What the exercise asks
In the listing below, print exactly the lines between the line holding "pub fn new()" and the line holding "let name_header = HeaderName::from_str(name)", inclusive, and no more.

[Data to process — start]

//! Header ordering for browser fingerprinting.
//!
//! Servers hash the order in which header fields arrive. This module holds
//! the insertion-ordered request header container and the ordering policy
//! applied when a request's header block is serialized.

use crate::base::profileerror::ProfileError;
use crate::http::h2fingerprint::{PseudoId, PseudoOrder};
use http::header::{HeaderName, HeaderValue, HOST};
use http::{HeaderMap, Method, Uri};
use serde::{Deserialize, Serialize};
use std::borrow::Cow;
use std::str::FromStr;

/// A header map that strictly preserves insertion order.
/// Used to construct requests with specific fingerprinting characteristics.
#[derive(Debug, Clone, Default)]
pub struct OrderedHeaderMap {
    headers: Vec<(HeaderName, HeaderValue)>,
}

impl OrderedHeaderMap {
    pub fn new() -> Self {
        Self {
            headers: Vec::new(),
        }
    }

    pub fn insert(&mut self, name: &str, value: &str) -> Result<(), ProfileError> {
        let name_header = HeaderName::from_str(name)
            .map_err(|_| ProfileError::InvalidHeader(format!("invalid name {name:?}")))?;
        let value_header = HeaderValue::from_str(value)
            .map_err(|_| ProfileError::InvalidHeader(format!("invalid value for {name}")))?;

        // Update in place if exists, else append. HeaderName is lowercase,
        // so equality is a case-insensitive match.
        if let Some((_, v)) = self.headers.iter_mut().find(|(n, _)| *n == name_header) {
            *v = value_header;
        } else {
            self.headers.push((name_header, value_header));
        }
        Ok(())
    }

    /// Remove a header; the remaining headers keep their relative order.
    pub fn remove(&mut self, name: &str) {
        if let Ok(target) = HeaderName::from_str(name) {
            self.headers.retain(|(n, _)| *n != target);
        }
    }

    pub fn get(&self, name: &str) -> Option<&HeaderValue> {
        let target = HeaderName::from_str(name).ok()?;
        self.headers
            .iter()
            .find(|(n, _)| *n == target)
            .map(|(_, v)| v)
    }

    pub fn iter(&self) -> impl Iterator<Item = (&HeaderName, &HeaderValue)> {
        self.headers.iter().map(|(n, v)| (n, v))
    }

    pub fn len(&self) -> usize {
        self.headers.len()
    }

    pub fn is_empty(&self) -> bool {
        self.headers.is_empty()
    }

    /// Consumes the map and returns a standard http::HeaderMap.
    ///
    /// The result keeps the current order only until something is removed
    /// from it: `HeaderMap::remove` moves the last entry into the gap.
    pub fn to_header_map(self) -> HeaderMap {
        let mut map = HeaderMap::with_capacity(self.headers.len());
        for (name, value) in self.headers {
            map.append(name, value);
        }
        map
    }
}

/// Emission order for regular (non-pseudo) header names.
///
/// Names are stored lower-cased and are unique.
#[derive(Debug, Clone, Default, PartialEq, Eq, Serialize, Deserialize)]
#[serde(try_from = "Vec<String>", into = "Vec<String>")]
pub struct HeaderOrder {
    names: Vec<HeaderName>,
}

impl HeaderOrder {
    /// Build from header names; duplicates (case-insensitive) are rejected.
    pub fn new<I, S>(names: I) -> Result<Self, ProfileError>
    where
        I: IntoIterator<Item = S>,
        S: AsRef<str>,
    {
        let mut order = Vec::new();
        for name in names {
            let name = name.as_ref();
            let parsed = HeaderName::from_str(name).map_err(|_| {
                ProfileError::invalid("header-order", format!("invalid header name {name:?}"))
            })?;
            if order.contains(&parsed) {
                return Err(ProfileError::invalid(
                    "header-order",
                    format!("header {parsed} listed twice"),
                ));
            }
            order.push(parsed);
        }
        Ok(Self { names: order })
    }

    pub fn contains(&self, name: &HeaderName) -> bool {
        self.names.contains(name)
    }

    pub fn iter(&self) -> impl Iterator<Item = &HeaderName> {
        self.names.iter()
    }

    pub fn len(&self) -> usize {
        self.names.len()
    }

    pub fn is_empty(&self) -> bool {
        self.names.is_empty()
    }
}

impl TryFrom<Vec<String>> for HeaderOrder {
    type Error = ProfileError;

    fn try_from(names: Vec<String>) -> Result<Self, Self::Error> {
        HeaderOrder::new(names)
    }
}

impl From<HeaderOrder> for Vec<String> {
    fn from(order: HeaderOrder) -> Self {
        order.names.iter().map(|n| n.as_str().to_string()).collect()
    }
}

/// One field of a serialized header block.
#[derive(Debug, Clone, PartialEq, Eq)]
pub struct HeaderField {
    /// Lower-case field name; pseudo-headers keep their leading colon.
    pub name: Cow<'static, str>,
    pub value: HeaderValue,
}

impl HeaderField {
    fn pseudo(id: PseudoId, value: HeaderValue) -> Self {
        Self {
            name: Cow::Borrowed(id.as_str()),
            value,
        }
    }

    fn regular(name: &HeaderName, value: &HeaderValue) -> Self {
        Self {
            name: Cow::Owned(name.as_str().to_string()),
            value: value.clone(),
        }
    }

    pub fn is_pseudo(&self) -> bool {
        self.name.starts_with(':')
    }
}

/// Serialize a request's header block in impersonation order.
///
/// 1. The four pseudo-headers, in `pseudo_order`.
/// 2. Each name in `header_order` present on the request (all of its
///    values) or else in `defaults`. Names found in neither are skipped.
/// 3. Remaining request headers, in the caller's order.
/// 4. Remaining defaults the request did not set, in their own order.
pub fn order_headers<'a, I>(
    pseudo_order: &PseudoOrder,
    header_order: &HeaderOrder,
    defaults: &HeaderMap,
    method: &Method,
    uri: &Uri,
    headers: I,
) -> Result<Vec<HeaderField>, ProfileError>
where
    I: IntoIterator<Item = (&'a HeaderName, &'a HeaderValue)>,
{
    let request: Vec<(&HeaderName, &HeaderValue)> = headers.into_iter().collect();
    let mut fields = Vec::with_capacity(4 + request.len() + defaults.len());

    for id in pseudo_order.iter() {
        fields.push(HeaderField::pseudo(id, pseudo_value(id, method, uri, &request)?));
    }

    let in_request = |name: &HeaderName| request.iter().any(|(n, _)| *n == name);

    for name in header_order.iter() {
        if in_request(name) {
            fields.extend(
                request
                    .iter()
                    .filter(|(n, _)| *n == name)
                    .map(|(n, v)| HeaderField::regular(n, v)),
            );
        } else {
            fields.extend(defaults.get_all(name).iter().map(|v| HeaderField::regular(name, v)));
        }
    }

    fields.extend(
        request
            .iter()
            .filter(|(n, _)| !header_order.contains(n))
            .map(|(n, v)| HeaderField::regular(n, v)),
    );

    for name in defaults.keys() {
        if header_order.contains(name) || in_request(name) {
            continue;
        }
        fields.extend(defaults.get_all(name).iter().map(|v| HeaderField::regular(name, v)));
    }

    Ok(fields)
}

fn pseudo_value(
    id: PseudoId,
    method: &Method,
    uri: &Uri,
    request: &[(&HeaderName, &HeaderValue)],
) -> Result<HeaderValue, ProfileError> {
    let text = match id {
        PseudoId::Method => method.as_str(),
        PseudoId::Scheme => uri.scheme_str().unwrap_or("https"),
        PseudoId::Path => match uri.path_and_query().map(|pq| pq.as_str()) {
            Some(pq) if !pq.is_empty() => pq,
            _ => "/",
        },
        PseudoId::Authority => match uri.authority() {
            Some(authority) => authority.as_str(),
            None => {
                return request
                    .iter()
                    .find(|(n, _)| **n == HOST)
                    .map(|(_, v)| (*v).clone())
                    .ok_or_else(|| {
                        ProfileError::InvalidHeader(format!("no authority for {uri}"))
                    });
            }
        },
    };
    HeaderValue::from_str(text)
        .map_err(|_| ProfileError::InvalidHeader(format!("invalid {id} value {text:?}")))
}

#[cfg(test)]
mod tests {
    use super::*;

    #[test]
    fn test_insert_and_get() {
        let mut headers = OrderedHeaderMap::new();
        headers.insert("Content-Type", "application/json").unwrap();
        assert_eq!(
            headers.get("Content-Type").unwrap().to_str().unwrap(),
            "application/json"
        );
    }

    #[test]
    fn test_case_insensitive_get() {
        let mut headers = OrderedHeaderMap::new();
        headers.insert("ACCEPT", "text/html").unwrap();
        assert!(headers.get("accept").is_some());
        assert!(headers.get("Accept").is_some());
    }

    #[test]
    fn test_update_existing_header() {
        let mut headers = OrderedHeaderMap::new();
        headers.insert("Host", "example.com").unwrap();
        headers.insert("Host", "updated.com").unwrap();
        assert_eq!(
            headers.get("Host").unwrap().to_str().unwrap(),
            "updated.com"
        );
        assert_eq!(headers.len(), 1);
    }

    #[test]
    fn test_remove_header() {
        let mut headers = OrderedHeaderMap::new();
        headers.insert("X-Custom", "value").unwrap();
        headers.remove("X-Custom");
        assert!(headers.get("X-Custom").is_none());
        assert!(headers.is_empty());
    }

    #[test]
    fn test_invalid_header_name() {
        let mut headers = OrderedHeaderMap::new();
        let result = headers.insert("Invalid Header", "value");
        assert!(matches!(result, Err(ProfileError::InvalidHeader(_))));
    }

    #[test]
    fn test_invalid_header_value() {
        let mut headers = OrderedHeaderMap::new();
        assert!(headers.insert("Valid", "invalid\nvalue").is_err());
    }

    #[test]
    fn test_header_order_case_insensitive_duplicates() {
        let res = HeaderOrder::new(["Accept", "cookie", "accept"]);
        assert!(matches!(res, Err(ProfileError::InvalidProfile { .. })));
    }

    #[test]
    fn test_header_order_lowercases() {
        let order = HeaderOrder::new(["User-Agent", "Accept"]).unwrap();
        let names: Vec<String> = order.into();
        assert_eq!(names, vec!["user-agent", "accept"]);
    }

    #[test]
    fn test_pseudo_values() {
        let uri: Uri = "https://example.com:8443/a/b?c=d".parse().unwrap();
        let fields = order_headers(
            &PseudoOrder::CHROME,
            &HeaderOrder::default(),
            &HeaderMap::new(),
            &Method::POST,
            &uri,
            std::iter::empty(),
        )
        .unwrap();
        let pairs: Vec<_> = fields
            .iter()
            .map(|f| (&*f.name, f.value.to_str().unwrap()))
            .collect();
        assert_eq!(
            pairs,
            vec![
                (":method", "POST"),
                (":authority", "example.com:8443"),
                (":scheme", "https"),
                (":path", "/a/b?c=d"),
            ]
        );
    }

    #[test]
    fn test_authority_falls_back_to_host() {
        let uri: Uri = "/index.html".parse().unwrap();
        let mut headers = OrderedHeaderMap::new();
        headers.insert("host", "example.org").unwrap();
        let fields = order_headers(
            &PseudoOrder::FIREFOX,
            &HeaderOrder::default(),
            &HeaderMap::new(),
            &Method::GET,
            &uri,
            headers.iter(),
        )
        .unwrap();
        let authority = fields.iter().find(|f| f.name == ":authority").unwrap();
        assert_eq!(authority.value, "example.org");
    }

    #[test]
    fn test_missing_authority_is_error() {
        let uri: Uri = "/".parse().unwrap();
        let res = order_headers(
            &PseudoOrder::CHROME,
            &HeaderOrder::default(),
            &HeaderMap::new(),
            &Method::GET,
            &uri,
            std::iter::empty(),
        );
        assert!(matches!(res, Err(ProfileError::InvalidHeader(_))));
    }

    #[test]
    fn test_request_value_wins_over_default() {
        let uri: Uri = "https://example.com/".parse().unwrap();
        let order = HeaderOrder::new(["user-agent"]).unwrap();
        let mut defaults = HeaderMap::new();
        defaults.insert("user-agent", HeaderValue::from_static("Default/1.0"));
        let mut headers = OrderedHeaderMap::new();
        headers.insert("user-agent", "Mine/2.0").unwrap();

        let fields = order_headers(
            &PseudoOrder::CHROME,
            &order,
            &defaults,
            &Method::GET,
            &uri,
            headers.iter(),
        )
        .unwrap();
        let ua: Vec<_> = fields.iter().filter(|f| f.name == "user-agent").collect();
        assert_eq!(ua.len(), 1);
        assert_eq!(ua[0].value, "Mine/2.0");
    }

    #[test]
    fn test_multi_valued_header_grouped() {
        let uri: Uri = "https://example.com/".parse().unwrap();
        let order = HeaderOrder::new(["accept", "cookie"]).unwrap();
        let mut request = HeaderMap::new();
        request.append("cookie", HeaderValue::from_static("a=1"));
        request.append("x-other", HeaderValue::from_static("o"));
        request.append("cookie", HeaderValue::from_static("b=2"));

        let fields = order_headers(
            &PseudoOrder::CHROME,
            &order,
            &HeaderMap::new(),
            &Method::GET,
            &uri,
            request.iter(),
        )
        .unwrap();
        let names: Vec<_> = fields
            .iter()
            .filter(|f| !f.is_pseudo())
            .map(|f| (&*f.name, f.value.to_str().unwrap()))
            .collect();
        assert_eq!(names, vec![("cookie", "a=1"), ("cookie", "b=2"), ("x-other", "o")]);
    }

    #[test]
    fn test_unlisted_defaults_appended_last() {
        let uri: Uri = "https://example.com/".parse().unwrap();
        let order = HeaderOrder::new(["accept"]).unwrap();
        let mut defaults = HeaderMap::new();
        defaults.insert("dnt", HeaderValue::from_static("1"));
        defaults.insert("accept", HeaderValue::from_static("*/*"));
        let mut headers = OrderedHeaderMap::new();
        headers.insert("x-req", "r").unwrap();

        let fields = order_headers(
            &PseudoOrder::CHROME,
            &order,
            &defaults,
            &Method::GET,
            &uri,
            headers.iter(),
        )
        .unwrap();
        let names: Vec<_> = fields
            .iter()
            .filter(|f| !f.is_pseudo())
            .map(|f| &*f.name)
            .collect();
        assert_eq!(names, vec!["accept", "x-req", "dnt"]);
    }
}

[Data to process — finish]

Finished task
    pub fn new() -> Self {
        Self {
            headers: Vec::new(),
        }
    }

    pub fn insert(&mut self, name: &str, value: &str) -> Result<(), ProfileError> {
        let name_header = HeaderName::from_str(name)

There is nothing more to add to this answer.